Perched in an armchair in a tiny, windowless study in his D.C. office suite – just down the hall from Newsweek’s Washington bureau and block from the White House – a shirt-sleeved Mr. Novak said he “didn’t do anything wrong” in revealing the name of the former C.I.A. operative.

His floor is littered with old typewriters, relics from an earlier phase of his career. Rows of angelic-looking grandchildren beamed from photos on the bookcase lining the wall behind him.

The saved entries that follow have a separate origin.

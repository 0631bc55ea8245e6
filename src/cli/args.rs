//! CLI argument definitions
//!
//! All Clap derive structs for `xercise` command-line parsing.

use std::path::PathBuf;

use clap::{ArgAction, Args, Parser, Subcommand, ValueEnum};

// ============================================================================
// Root CLI
// ============================================================================

/// Interval workout timer.
#[derive(Parser, Debug)]
#[command(name = "xercise", author, version, about)]
#[command(propagate_version = true)]
pub struct Cli {
    /// Subcommand to execute.
    #[command(subcommand)]
    pub command: Commands,

    /// Increase verbosity (-v info, -vv debug, -vvv trace).
    #[arg(short, long, action = ArgAction::Count, global = true)]
    pub verbose: u8,

    /// Suppress all non-error output.
    #[arg(short, long, global = true)]
    pub quiet: bool,

    /// Color output control.
    #[arg(long, default_value = "auto", global = true, env = "XERCISE_COLOR")]
    pub color: ColorChoice,

    /// Log line format.
    #[arg(long, default_value = "human", global = true, env = "XERCISE_LOG_FORMAT")]
    pub log_format: LogFormatArg,
}

/// Top-level subcommands.
#[derive(Subcommand, Debug)]
pub enum Commands {
    /// Run a workout in the terminal.
    Run(RunArgs),

    /// Validate plan files without running them.
    Validate(ValidateArgs),

    /// Print every phase of a plan with its start offset.
    Outline(OutlineArgs),
}

// ============================================================================
// Subcommand Arguments
// ============================================================================

/// Arguments for `run`.
#[derive(Args, Debug)]
pub struct RunArgs {
    /// Path to a YAML or JSON workout plan.
    #[arg(short, long, env = "XERCISE_PLAN")]
    pub plan: PathBuf,

    /// Write workout events as JSON lines to this file.
    #[arg(long, env = "XERCISE_EVENTS")]
    pub events: Option<PathBuf>,

    /// Record completion and streak in this JSON history file.
    #[arg(long, env = "XERCISE_HISTORY")]
    pub history: Option<PathBuf>,

    /// Start with announcements muted.
    #[arg(long)]
    pub mute: bool,

    /// Serve Prometheus metrics on this port.
    #[arg(long, env = "XERCISE_METRICS_PORT")]
    pub metrics_port: Option<u16>,
}

/// Arguments for `validate`.
#[derive(Args, Debug)]
pub struct ValidateArgs {
    /// Plan files to validate.
    #[arg(required = true)]
    pub files: Vec<PathBuf>,

    /// Output format.
    #[arg(short, long, default_value = "human")]
    pub format: OutputFormat,
}

/// Arguments for `outline`.
#[derive(Args, Debug)]
pub struct OutlineArgs {
    /// Plan file to outline.
    pub file: PathBuf,

    /// Output format.
    #[arg(short, long, default_value = "human")]
    pub format: OutputFormat,
}

// ============================================================================
// CLI-Local Enums
// ============================================================================

/// Color output choice.
#[derive(Debug, Clone, Copy, PartialEq, Eq, Default, ValueEnum)]
pub enum ColorChoice {
    /// Auto-detect terminal support.
    #[default]
    Auto,
    /// Always use color.
    Always,
    /// Never use color.
    Never,
}

/// Log line format.
#[derive(Debug, Clone, Copy, PartialEq, Eq, Default, ValueEnum)]
pub enum LogFormatArg {
    /// Human-readable lines.
    #[default]
    Human,
    /// One JSON object per line.
    Json,
}

/// Output format for command results.
#[derive(Debug, Clone, Copy, PartialEq, Eq, Default, ValueEnum)]
pub enum OutputFormat {
    /// Human-readable output.
    #[default]
    Human,
    /// JSON output.
    Json,
}
//! One-per-second tick driver.
//!
//! A [`TickDriver`] owns at most one background tick task. Starting a new
//! task cancels the previous one, so two timers never drive the same
//! session.

use std::ops::ControlFlow;
use std::time::Duration;

use tokio::task::JoinHandle;
use tokio::time::{Instant, interval_at};
use tokio_util::sync::CancellationToken;
use tracing::debug;

/// Default tick period.
pub const TICK_PERIOD: Duration = Duration::from_secs(1);

struct ActiveTicker {
    generation: u64,
    cancel: CancellationToken,
    handle: JoinHandle<()>,
}

/// Owns the recurring tick task of a session.
pub struct TickDriver {
    period: Duration,
    active: Option<ActiveTicker>,
}

impl std::fmt::Debug for TickDriver {
    fn fmt(&self, f: &mut std::fmt::Formatter<'_>) -> std::fmt::Result {
        f.debug_struct("TickDriver")
            .field("period", &self.period)
            .field("generation", &self.generation())
            .field("ticking", &self.is_ticking())
            .finish()
    }
}

impl Default for TickDriver {
    fn default() -> Self {
        Self::new()
    }
}

impl TickDriver {
    /// Creates a driver ticking every [`TICK_PERIOD`].
    #[must_use]
    pub const fn new() -> Self {
        Self::with_period(TICK_PERIOD)
    }

    /// Creates a driver with a custom period.
    #[must_use]
    pub const fn with_period(period: Duration) -> Self {
        Self {
            period,
            active: None,
        }
    }

    /// Spawns a tick task calling `on_tick` once per period.
    ///
    /// The first call happens one full period from now. The task ends when
    /// `on_tick` returns `Break` or the driver is stopped. Any previous
    /// task is cancelled first.
    ///
    /// Must be called from within a Tokio runtime.
    pub fn start_ticking<F>(&mut self, generation: u64, mut on_tick: F)
    where
        F: FnMut() -> ControlFlow<()> + Send + 'static,
    {
        self.stop_ticking();

        let cancel = CancellationToken::new();
        let token = cancel.clone();
        let period = self.period;
        let first = Instant::now() + period;
        let handle = tokio::spawn(async move {
            let mut interval = interval_at(first, period);
            loop {
                tokio::select! {
                    biased;
                    () = token.cancelled() => {
                        debug!(generation, "ticker cancelled");
                        break;
                    }
                    _ = interval.tick() => {
                        if on_tick().is_break() {
                            debug!(generation, "ticker finished");
                            break;
                        }
                    }
                }
            }
        });

        debug!(generation, ?period, "ticker started");
        self.active = Some(ActiveTicker {
            generation,
            cancel,
            handle,
        });
    }

    /// Cancels the tick task, if any. No tick is delivered afterwards.
    pub fn stop_ticking(&mut self) {
        if let Some(active) = self.active.take() {
            active.cancel.cancel();
            debug!(generation = active.generation, "ticker stopped");
        }
    }

    /// Whether a tick task is alive.
    #[must_use]
    pub fn is_ticking(&self) -> bool {
        self.active
            .as_ref()
            .is_some_and(|a| !a.handle.is_finished() && !a.cancel.is_cancelled())
    }

    /// Generation the live task was started for.
    #[must_use]
    pub fn generation(&self) -> Option<u64> {
        self.active
            .as_ref()
            .filter(|a| !a.handle.is_finished())
            .map(|a| a.generation)
    }
}

impl Drop for TickDriver {
    fn drop(&mut self) {
        self.stop_ticking();
    }
}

“People just jumped to conclusions – a couple of years ago, most of the stories they wrote about me were pretty punk. But I don’t blame them; I wasn’t talking, so they had to make stuff up. And they did… People are lazy now, and they write off of Nexis. If a fact is wrong in one story, then it’s wrong everywhere. … I broke no laws. [The Plame column] was good journalism” that became, because of passions over the war, a sort of political Rorschach test.

This week, Bob Novak is fully emerging from bunker mode for the first time since the leak investigation began – answering questions that have been circling him ever since the former C.I.A. agent’s name appeared in his column four years ago this month.

Later today, he’ll discuss his new memoir, The Prince of Darkness: 50 Years Reporting in Washington, on "Meet the Press," and a book-pegged Q&A in The New York Times Magazine hit doorsteps this morning.